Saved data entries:
_ _ _ _

use std::sync::Arc;

use proactive_engine::{config, logging, NoopRuntime};

#[tokio::main]
async fn main() {
    let data_dir = config::data_dir();
    logging::init_service(&data_dir);
    logging::install_crash_hook(&data_dir);

    tracing::info!(
        version = env!("CARGO_PKG_VERSION"),
        data_dir = %data_dir.display(),
        "Starting proactive engine"
    );

    // Standalone mode has no agent runtime attached; healing actions resolve
    // as no-ops. Embedders wire a real runtime through `bootstrap`.
    let engine = match proactive_engine::bootstrap(&data_dir, Arc::new(NoopRuntime)).await {
        Ok(engine) => engine,
        Err(e) => {
            tracing::error!(error = %e, "Engine startup failed");
            std::process::exit(1);
        }
    };

    engine.start();

    if let Err(e) = tokio::signal::ctrl_c().await {
        tracing::error!(error = %e, "Signal handler failed");
    }
    tracing::info!("Shutdown signal received");
    engine.stop();

    let stats = engine.loop_stats();
    tracing::info!(
        batches_run = stats.batches_run,
        agents_ok = stats.agents_ok,
        agents_degraded = stats.agents_degraded,
        agents_failed = stats.agents_failed,
        "Proactive engine stopped"
    );
}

_ _ _ _

Work order:
Return every record, leaving each line exactly as it was given.

Problem solution:
use std::sync::Arc;

use proactive_engine::{config, logging, NoopRuntime};

#[tokio::main]
async fn main() {
    let data_dir = config::data_dir();
    logging::init_service(&data_dir);
    logging::install_crash_hook(&data_dir);

    tracing::info!(
        version = env!("CARGO_PKG_VERSION"),
        data_dir = %data_dir.display(),
        "Starting proactive engine"
    );

    // Standalone mode has no agent runtime attached; healing actions resolve
    // as no-ops. Embedders wire a real runtime through `bootstrap`.
    let engine = match proactive_engine::bootstrap(&data_dir, Arc::new(NoopRuntime)).await {
        Ok(engine) => engine,
        Err(e) => {
            tracing::error!(error = %e, "Engine startup failed");
            std::process::exit(1);
        }
    };

    engine.start();

    if let Err(e) = tokio::signal::ctrl_c().await {
        tracing::error!(error = %e, "Signal handler failed");
    }
    tracing::info!("Shutdown signal received");
    engine.stop();

    let stats = engine.loop_stats();
    tracing::info!(
        batches_run = stats.batches_run,
        agents_ok = stats.agents_ok,
        agents_degraded = stats.agents_degraded,
        agents_failed = stats.agents_failed,
        "Proactive engine stopped"
    );
}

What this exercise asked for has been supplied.